QR codes get a glow-up
When QR codes first came into popularity in the early 2000s, they were a novelty — something shiny and new but not the most functional. Users had to download a separate QR scanner app to use the codes, and QR code generators were inconsistent in taking you to the desired destination.
We’ve come a long way since then. Now, most phones can scan QR codes right from their camera, making them much easier and efficient to use.
QR codes are also cost-effective and easy to create. QR codes can be customized with your brand logo and colors. And dynamic QR codes allow you to easily swap out the destination link or make updates to your website without having to create a new QR code.
Metrics on print? Hallelujah!
QR codes can help solve the age-old challenge of measuring success on printed items — from brochures to magazine ads, sales collateral to postcards. Not only can you see how many people scanned the code from the print piece, but you can also get insights into what they do when they get to the link. Did they view additional website pages? Did they sign up for a product trial? You can then retarget those people to help move them further down the sales funnel.

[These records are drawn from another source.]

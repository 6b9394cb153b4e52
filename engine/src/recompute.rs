//! Per-location recompute: RFID presence pass, NON_RFID ledger pass, then
//! min/max evaluation — followed by an engine-wide staff reconciliation
//! pass so newly created demand gets a staff member without a second
//! round-trip.

use crate::planner;
use crate::staff::{assign_pending, PendingAssignment};
use crate::state::EngineState;
use shared::models::{AuditEntry, StockSource, TaskAction};
use shared::util;

/// Recompute one location's snapshots and re-evaluate its active rules.
/// Returns every audit entry produced along the way.
pub fn recompute_location(state: &mut EngineState, location_id: &str) -> Vec<AuditEntry> {
    let mut audit = Vec::new();
    let now = state.clock.now();
    let ttl_ms = state.presence_ttl_ms();

    let rfid_rule_skus: Vec<String> = state
        .rules
        .for_location(location_id)
        .iter()
        .filter(|r| r.source == StockSource::Rfid)
        .map(|r| r.sku_id.clone())
        .collect();
    let existing_rfid_skus: Vec<String> = state
        .snapshots
        .for_location(location_id)
        .iter()
        .filter(|s| s.source == StockSource::Rfid)
        .map(|s| s.sku_id.clone())
        .collect();
    let mut rfid_skus: Vec<String> = state.presence.present_skus(location_id, now, ttl_ms);
    rfid_skus.extend(rfid_rule_skus);
    rfid_skus.extend(existing_rfid_skus);
    rfid_skus.sort();
    rfid_skus.dedup();

    for sku_id in &rfid_skus {
        let computed = state.presence.present_count(location_id, sku_id, now, ttl_ms);
        let existing = state.snapshots.get(location_id, sku_id, StockSource::Rfid).cloned();
        if let Some(existing) = &existing {
            if existing.provisional_floor && computed > existing.qty {
                state.snapshots.upsert(
                    location_id,
                    sku_id,
                    StockSource::Rfid,
                    existing.qty,
                    existing.confidence,
                    now,
                    true,
                );
                continue;
            }
        }
        let confidence = if computed > 0 { 0.9 } else { 0.7 };
        state
            .snapshots
            .upsert(location_id, sku_id, StockSource::Rfid, computed, Some(confidence), now, false);
    }

    let non_rfid_rule_skus: Vec<String> = state
        .rules
        .for_location(location_id)
        .iter()
        .filter(|r| r.source == StockSource::NonRfid)
        .map(|r| r.sku_id.clone())
        .collect();
    for sku_id in &non_rfid_rule_skus {
        let qty = state.ledger.quantity(location_id, sku_id);
        state
            .snapshots
            .upsert(location_id, sku_id, StockSource::NonRfid, qty, None, now, false);
    }

    let Some(location) = state.locations.get(location_id).cloned() else {
        return audit;
    };
    let rules = state.rules.for_location(location_id).into_iter().cloned().collect::<Vec<_>>();
    for rule in &rules {
        if location.is_sales_location {
            audit.extend(planner::evaluate_sales_rule(
                &location,
                rule,
                &state.snapshots,
                &mut state.tasks,
                now,
            ));
        } else {
            let (entries, _order_id) = planner::evaluate_non_sales_rule(
                &location.id,
                &location.sources,
                rule,
                &state.snapshots,
                &mut state.tasks,
                &mut state.receiving_orders,
                now,
            );
            audit.extend(entries);
        }
    }

    audit.extend(staff_reconcile(state, now));
    audit
}

/// Assign every unassigned open task and in-transit receiving order to the
/// minimum-load eligible staff member in scope, engine-wide.
pub fn staff_reconcile(state: &mut EngineState, now: i64) -> Vec<AuditEntry> {
    let mut pending: Vec<PendingAssignment> = state
        .tasks
        .unassigned_open()
        .into_iter()
        .map(|t| PendingAssignment {
            id: t.id.clone(),
            location_id: t.destination_location_id.clone(),
            created_at: t.created_at,
        })
        .collect();
    pending.extend(
        state
            .receiving_orders
            .unassigned_in_transit()
            .into_iter()
            .map(|o| PendingAssignment {
                id: o.id.clone(),
                location_id: o.destination_location_id.clone(),
                created_at: o.created_at,
            }),
    );
    if pending.is_empty() {
        return Vec::new();
    }

    let tasks = &state.tasks;
    let receiving_orders = &state.receiving_orders;
    let assignments = assign_pending(&state.staff, pending, |staff_id| {
        tasks.open_count_for_staff(staff_id) + receiving_orders.in_transit_count_for_staff(staff_id)
    });

    let mut audit = Vec::new();
    for a in assignments {
        if let Some(task) = state.tasks.get_mut(&a.item_id) {
            task.assigned_staff_id = Some(a.staff_id.clone());
            task.assigned_at = Some(now);
            task.status = shared::models::TaskStatus::Assigned;
            task.updated_at = now;
        } else if let Some(order) = state.receiving_orders.get_mut(&a.item_id) {
            order.assigned_staff_id = Some(a.staff_id.clone());
            order.updated_at = now;
        }
        audit.push(AuditEntry {
            id: util::new_id("audit"),
            task_id: a.item_id,
            action: TaskAction::Assigned,
            actor: a.staff_id,
            details: if a.used_fallback {
                "auto-assigned via zone-scope fallback".to_string()
            } else {
                "auto-assigned".to_string()
            },
            timestamp: now,
        });
    }
    audit
}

It’s the efficiency for me
QR codes grab your audience at the exact moment they’re interacting with your content and provide a quick, easy way to find information. But, to get people to scan, you need to provide a compelling reason.
Where a QR code really comes in handy is getting people to an exact location online — signing up for a product trial, redeeming a coupon, downloading a white paper, entering a contest, etc. Ask yourself, does the QR code have a specific purpose? How is the QR code making your life easier for your target audiences?
If your CTA is to drive traffic to your website homepage or general information that can be easily found with a quick Google search, a URL (or vanity URL) is the better option.